Tortilla Española or Spanish Tortilla is a traditional Spanish tapa, ideal for breakfast, lunch or a light dinner! This is a simple 4-ingredient recipe that always turns out.
*This post was originally published in 2015. I have updated it with new photos and tweaked the recipe instructions.
We're back! After 5 weeks traveling (and eating) our way through Portugal and Spain and almost a week recovering from jet lag, I'm full of ideas to share with you. Images of the food we ate, from paella cooked over an open fire on the beach to chocolate dipped palmiers, are swirling in my mind. Today is all about tapas, however, and particularly about the most traditional tapas of all: Tortilla Española, also known as Spanish Omelette.
Tortilla Española is nothing like a Mexican tortilla.

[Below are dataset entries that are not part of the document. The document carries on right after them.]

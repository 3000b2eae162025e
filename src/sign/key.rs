//! Zone signing keys.
//!
//! Every zone that is to be signed needs a key pair. The [`ZoneKey`]
//! type wraps the raw cryptographic secret together with its public
//! half; the [`ZoneKeys`] map collects the keys of all zones touched by
//! a signing run, keyed by zone name.
//!
//! Key files map each zone name to a two-element list of the signing key
//! and the verify key in hex:
//!
//! ```json
//! {
//!     "example.com.": [
//!         "9d61b19deffd5a60ba844af492ec2cc44449c5697b326919703bac031cae7f60",
//!         "d75a980182b10ab7d54bfed3c964073a0ee172f3daa62325af021a68f707511a"
//!     ]
//! }
//! ```

use crate::base::wire::SecAlg;
use core::fmt;
use ring::error::Unspecified;
use ring::rand::{SecureRandom, SystemRandom};
use ring::signature::{
    EcdsaKeyPair, Ed25519KeyPair, ECDSA_P256_SHA256_FIXED_SIGNING,
};
use std::collections::HashMap;

//------------ ZoneKey -------------------------------------------------------

/// The signing key pair of a zone.
pub struct ZoneKey {
    /// The raw private key.
    inner: KeyInner,

    /// The raw public key.
    public: Vec<u8>,
}

enum KeyInner {
    Ed25519(Ed25519KeyPair),
    EcdsaP256(EcdsaKeyPair),
}

impl ZoneKey {
    /// Creates an Ed25519 key from the hex fields of a key file.
    ///
    /// The seed and public key must form a consistent pair.
    pub fn ed25519_from_hex(
        signing_key: &str,
        verify_key: &str,
    ) -> Result<Self, KeyError> {
        let seed = hex::decode(signing_key).map_err(|_| KeyError::bad_hex())?;
        let public =
            hex::decode(verify_key).map_err(|_| KeyError::bad_hex())?;
        let key = Ed25519KeyPair::from_seed_and_public_key(&seed, &public)
            .map_err(|_| KeyError::rejected())?;
        Ok(ZoneKey { inner: KeyInner::Ed25519(key), public })
    }

    /// Creates an ECDSA P-256 key from the hex fields of a key file.
    ///
    /// The private key is the raw scalar, the public key the
    /// uncompressed point.
    pub fn ecdsa_p256_from_hex(
        signing_key: &str,
        verify_key: &str,
    ) -> Result<Self, KeyError> {
        let private =
            hex::decode(signing_key).map_err(|_| KeyError::bad_hex())?;
        let public =
            hex::decode(verify_key).map_err(|_| KeyError::bad_hex())?;
        let rng = SystemRandom::new();
        let key = EcdsaKeyPair::from_private_key_and_public_key(
            &ECDSA_P256_SHA256_FIXED_SIGNING,
            &private,
            &public,
            &rng,
        )
        .map_err(|_| KeyError::rejected())?;
        Ok(ZoneKey { inner: KeyInner::EcdsaP256(key), public })
    }

    /// Returns the algorithm of the key.
    pub fn algorithm(&self) -> SecAlg {
        match self.inner {
            KeyInner::Ed25519(_) => SecAlg::Ed25519,
            KeyInner::EcdsaP256(_) => SecAlg::EcdsaP256,
        }
    }

    /// Returns the raw public key.
    pub fn verify_key(&self) -> &[u8] {
        &self.public
    }

    /// Signs a message, returning the raw signature.
    pub fn sign(
        &self,
        rng: &dyn SecureRandom,
        msg: &[u8],
    ) -> Result<Vec<u8>, Unspecified> {
        match self.inner {
            KeyInner::Ed25519(ref key) => Ok(key.sign(msg).as_ref().to_vec()),
            KeyInner::EcdsaP256(ref key) => {
                key.sign(rng, msg).map(|sig| sig.as_ref().to_vec())
            }
        }
    }
}

impl fmt::Debug for ZoneKey {
    fn fmt(&self, f: &mut fmt::Formatter<'_>) -> fmt::Result {
        f.debug_struct("ZoneKey")
            .field("algorithm", &self.algorithm())
            .finish_non_exhaustive()
    }
}

//------------ ZoneKeys ------------------------------------------------------

/// The signing keys of a set of zones, keyed by zone name.
#[derive(Debug, Default)]
pub struct ZoneKeys {
    keys: HashMap<String, ZoneKey>,
}

impl ZoneKeys {
    /// Creates an empty key map.
    pub fn new() -> Self {
        Default::default()
    }

    /// Inserts the key for a zone.
    pub fn insert(&mut self, zone: impl Into<String>, key: ZoneKey) {
        self.keys.insert(zone.into(), key);
    }

    /// Returns the key for a zone.
    pub fn get(&self, zone: &str) -> Option<&ZoneKey> {
        self.keys.get(zone)
    }

    /// Returns whether there is a key for a zone.
    pub fn contains(&self, zone: &str) -> bool {
        self.keys.contains_key(zone)
    }

    /// Returns the number of keys.
    pub fn len(&self) -> usize {
        self.keys.len()
    }

    /// Returns whether the map is empty.
    pub fn is_empty(&self) -> bool {
        self.keys.is_empty()
    }

    /// Creates a key map from the JSON key-file format.
    ///
    /// The file maps zone names to `[signingKeyHex, verifyKeyHex]`
    /// Ed25519 pairs.
    pub fn from_json_str(json: &str) -> Result<Self, KeyError> {
        let raw: HashMap<String, (String, String)> =
            serde_json::from_str(json).map_err(|_| KeyError::bad_file())?;
        let mut keys = Self::new();
        for (zone, (signing_key, verify_key)) in raw {
            keys.insert(
                zone,
                ZoneKey::ed25519_from_hex(&signing_key, &verify_key)?,
            );
        }
        Ok(keys)
    }

    /// Creates a key map by loading JSON from the given reader.
    pub fn load(read: &mut impl std::io::Read) -> Result<Self, KeyError> {
        let mut json = String::new();
        read.read_to_string(&mut json).map_err(|_| KeyError::bad_file())?;
        Self::from_json_str(&json)
    }
}

//------------ KeyError ------------------------------------------------------

/// Key material could not be used.
#[derive(Clone, Copy, Debug, Eq, PartialEq)]
pub struct KeyError(&'static str);

impl KeyError {
    fn bad_hex() -> Self {
        KeyError("invalid hex in key material")
    }

    fn rejected() -> Self {
        KeyError("key material rejected")
    }

    fn bad_file() -> Self {
        KeyError("malformed key file")
    }
}

impl fmt::Display for KeyError {
    fn fmt(&self, f: &mut fmt::Formatter<'_>) -> fmt::Result {
        f.write_str(self.0)
    }
}

impl std::error::Error for KeyError {}

//============ Tests =========================================================

#[cfg(test)]
mod test {
    use super::*;

    // The Ed25519 test vector from RFC 8032, section 7.1.
    const SEED: &str =
        "9d61b19deffd5a60ba844af492ec2cc44449c5697b326919703bac031cae7f60";
    const PUBLIC: &str =
        "d75a980182b10ab7d54bfed3c964073a0ee172f3daa62325af021a68f707511a";

    #[test]
    fn ed25519_key_from_hex() {
        let key = ZoneKey::ed25519_from_hex(SEED, PUBLIC).unwrap();
        assert_eq!(key.algorithm(), SecAlg::Ed25519);
        assert_eq!(hex::encode(key.verify_key()), PUBLIC);
    }

    #[test]
    fn inconsistent_pair_is_rejected() {
        let mut wrong = String::from(PUBLIC);
        wrong.replace_range(0..2, "00");
        let err = ZoneKey::ed25519_from_hex(SEED, &wrong)
            .map(|_| ())
            .unwrap_err();
        assert_eq!(err, KeyError::rejected());
    }

    #[test]
    fn bad_hex_is_rejected() {
        assert!(ZoneKey::ed25519_from_hex("zz", PUBLIC).is_err());
    }

    #[test]
    fn key_file_parsing() {
        let json = format!(
            "{{\"example.com.\": [\"{}\", \"{}\"]}}",
            SEED, PUBLIC
        );
        let keys = ZoneKeys::from_json_str(&json).unwrap();
        assert_eq!(keys.len(), 1);
        assert!(keys.contains("example.com."));
        assert!(keys.get("example.org.").is_none());
    }

    #[test]
    fn malformed_key_files_are_rejected() {
        assert!(ZoneKeys::from_json_str("[]").is_err());
        assert!(
            ZoneKeys::from_json_str("{\"z.\": [\"only-one\"]}").is_err()
        );
    }

    // The P-256 key pair from RFC 6979, appendix A.2.5.
    const P256_PRIVATE: &str =
        "c9afa9d845ba75166b5c215767b1d6934e50c3db36e89b127b8a622b120f6721";
    const P256_PUBLIC: &str =
        "0460fed4ba255a9d31c961eb74c6356d68c049b8923b61fa6ce669622e60f29fb6\
         7903fe1008b8bc99a41ae9e95628bc64f2f1b20c2d7e9f5177a3c294d4462299";

    #[test]
    fn ecdsa_p256_key_from_hex() {
        let key =
            ZoneKey::ecdsa_p256_from_hex(P256_PRIVATE, P256_PUBLIC).unwrap();
        assert_eq!(key.algorithm(), SecAlg::EcdsaP256);
        assert_eq!(key.verify_key().len(), 65);

        let rng = SystemRandom::new();
        let sig = key.sign(&rng, b"message").unwrap();
        assert_eq!(sig.len(), 64);
    }

    #[test]
    fn signing_is_deterministic_for_ed25519() {
        let key = ZoneKey::ed25519_from_hex(SEED, PUBLIC).unwrap();
        let rng = SystemRandom::new();
        let one = key.sign(&rng, b"message").unwrap();
        let two = key.sign(&rng, b"message").unwrap();
        assert_eq!(one, two);
        assert_eq!(one.len(), 64);
    }
}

It's more like a fritatta, but one hundred times better.
In years past, it was a simple dish made with eggs, potatoes and onions, served cold, and was something a shepherd could wrap in brown paper, shove in his pocket, and save for his lunch.
We found Tortilla Española on the menu in every bar or restaurant we visited in Spain. Some versions were simple, made with just those three ingredients. Other chefs took it up a notch, splitting it and stuffing the center with sliced tomatoes, lettuce and a creamy aioli or topping it with Romesco sauce.

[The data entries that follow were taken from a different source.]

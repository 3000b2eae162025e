//! Signing assertions.
//!
//! Signing attaches one new time-bounded signature to every assertion
//! reachable in a document. The signature covers the assertion's
//! canonical CBOR encoding in a well-defined *placeholder state*: the
//! assertion's signature list holds exactly one entry carrying the new
//! signature's algorithm, validity window, and key space, but no
//! signature bytes yet. Signing that encoding and then filling the bytes
//! into the placeholder authenticates the validity window along with the
//! content. Signatures the assertion already carried are set aside while
//! the bytes are computed and reattached in front of the new signature
//! afterwards.
//!
//! The whole run is atomic: every signature is computed against a
//! placeholder-state copy before any node of the document is touched, so
//! a missing key or a failing signing operation leaves the document
//! unchanged.

pub mod key;

pub use self::key::{KeyError, ZoneKey, ZoneKeys};

use crate::base::{Document, Signature, Timestamp};
use crate::cbor::{self, EncodeError};
use core::fmt;
use ring::rand::SystemRandom;
use tracing::debug;

//------------ sign ----------------------------------------------------------

/// Signs every assertion in the document.
///
/// Each assertion receives one new signature by its zone's key, valid
/// from now for `ttl` seconds. Fails without touching the document if
/// any reachable assertion's zone has no key in `keys`.
pub fn sign(
    document: &mut Document,
    ttl: u64,
    keys: &ZoneKeys,
) -> Result<(), SignError> {
    sign_at(document, Timestamp::now(), ttl, keys)
}

/// Signs every assertion in the document with an explicit validity
/// start.
///
/// This is [`sign`] with the clock injected: the validity window of
/// every new signature is `valid_since` to `valid_since + ttl`.
pub fn sign_at(
    document: &mut Document,
    valid_since: Timestamp,
    ttl: u64,
    keys: &ZoneKeys,
) -> Result<(), SignError> {
    let valid_until = valid_since + ttl;
    let rng = SystemRandom::new();

    // First pass: compute all signatures against placeholder-state
    // copies, leaving the document untouched.
    let mut computed = Vec::new();
    document.try_for_each_assertion(&mut |assertion| -> Result<(), SignError> {
        let key = keys
            .get(assertion.zone())
            .ok_or_else(|| SignError::missing_key(assertion.zone()))?;
        let mut placeholder = Signature::placeholder(
            key.algorithm(),
            valid_since,
            valid_until,
            0,
        );
        let mut stub = assertion.clone();
        stub.set_signatures(vec![placeholder.clone()]);
        let msg = cbor::assertion_bytes(&stub)?;
        let sig = key.sign(&rng, &msg).map_err(|_| SignError::Signing)?;
        placeholder.set_bytes(sig.into());
        computed.push(placeholder);
        Ok(())
    })?;

    // Second pass: attach them. Both passes traverse in document order.
    let total = computed.len();
    let mut computed = computed.into_iter();
    document.for_each_assertion_mut(&mut |assertion| {
        if let Some(signature) = computed.next() {
            assertion.push_signature(signature);
        }
    });
    debug!("signed {} assertions, valid until {}", total, valid_until);
    Ok(())
}

//------------ SignError -----------------------------------------------------

/// Signing a document failed.
#[derive(Debug)]
pub enum SignError {
    /// An assertion's zone has no key in the key map.
    MissingKey {
        /// The zone without a key.
        zone: String,
    },

    /// Canonical encoding of an assertion failed.
    Encode(EncodeError),

    /// The signing operation itself failed.
    Signing,
}

impl SignError {
    fn missing_key(zone: &str) -> Self {
        SignError::MissingKey { zone: zone.into() }
    }
}

impl From<EncodeError> for SignError {
    fn from(err: EncodeError) -> Self {
        SignError::Encode(err)
    }
}

impl fmt::Display for SignError {
    fn fmt(&self, f: &mut fmt::Formatter<'_>) -> fmt::Result {
        match self {
            SignError::MissingKey { zone } => {
                write!(f, "no signing key for zone {}", zone)
            }
            SignError::Encode(err) => err.fmt(f),
            SignError::Signing => f.write_str("signing operation failed"),
        }
    }
}

impl std::error::Error for SignError {}

//============ Tests =========================================================
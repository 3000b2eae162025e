//! The RAINS data model.
//!
//! This module collects the types that make up a parsed document tree:
//! [`Document`], [`Zone`], [`Shard`], [`Assertion`], [`Object`], and
//! [`Signature`]. It also provides the [`Timestamp`] type used for
//! signature validity windows and the wire-format tag registry in
//! [`wire`].

pub mod object;
pub mod section;
pub mod sig;
pub mod timestamp;
pub mod wire;

pub use self::object::{KeyInfo, Object, ServiceInfo};
pub use self::section::{
    Assertion, Document, Section, Shard, ShardRange, Zone, ZoneEntry,
};
pub use self::sig::Signature;
pub use self::timestamp::Timestamp;
pub use self::wire::{MapKey, ObjectType, SecAlg, SectionType};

Tapas--those small bites served in Spanish bars and restaurants from early evening to all hours of the night--have to be the best way to eat. I'm convinced I could have those sharable little morsels every day and never tire of them.
They're a great way to serve a crowd at your next gathering, too. No cook wants to be stuck in the kitchen all night--unless you're having a tapa party, that is. I'm planning a couple of parties and will invite my friends to hang out in the kitchen with me, or better still, I may even put them to work assembling these fun morsels.
Providing a variety from which to choose insures that even my guests with allergies or dietary preferences will be looked after.
Tapa in Spanish translates to "cover." Historically, a small piece of bread was used to cover the top of a wine glass to prevent flies from getting in.
Those days are gone, and Denis and I found the tapas scene to be evolving too. In some parts of Spain, most tapas were simple bites, maybe a slice of baguette with some Manchego and Iberico ham on top or simply a small dish of olives. In other tapa bars, however, notably in Seville, Barcelona, and San Sebastian, eating tapas was definitely an upscale gourmet experience.
And in the name of research, we popped in to several tapa bars. We were a little unsure just how to order these, but we were determined to figure it out. With our limited knowledge of Spanish, but armed with a "can-do" attitude, we made the plunge into the first one and soon developed the confidence to take on the tapa bar world.
This recipe for Tortilla Española is quick and easy. It never fails.
I have made it many times, for breakfast, for lunch, and even for a light dinner, and it always turns out perfectly.
You will need:
- an ovenproof skillet (cast iron works well)
- a large pot to cook the potatoes
- a sharp knife (or a mandolin slicer)
- a large bowl
- a whisk
Simply cook the potatoes until just tender, slice them, sauté the onions, whisk the eggs, add a little salt and mix it all together. Pour into a preheated ovenproof skillet with a generous amount of olive oil, let it set just for a minute, then bake in the oven. When it is done, invert a serving dish over the skillet and flip the skillet over. The tortilla will release easily and should slide right out.
I've adapted this recipe to make smaller bites that would be perfect to serve at a tapa party where guests will likely want to try everything without overeating.
- 5 large Yukon Gold potatoes
- 6 large eggs
- 1 yellow onion sliced
- 1/4 cup extra-virgin olive oil
- salt to taste
- Preheat oven to 350°F.
- Peel and boil the potatoes, just until tender. Avoid overcooking or the potatoes will not slice nicely. Slice thinly. Using a mandolin slicer produces uniform slices, but it's not essential. A sharp knife will work too.
- Heat half of the oil in an ovenproof skillet over medium heat and sauté the onions, just until translucent but not browned.
- Whisk eggs in a large bowl. Add the sliced, cooked potatoes, salt and onions.
- Add the remaining oil to the frying pan and when hot, pour in the egg-potato mixture. Let it cook for a minute or two, just until the edges are set.
- Transfer the skillet to the oven and bake at 350 F. for 20 minutes or until the egg has set.
- Invert a serving dish over the frying pan and flip the frying pan over. The tortilla will release easily.
- Allow to cool. Slice into wedges or small squares and serve at room temperature.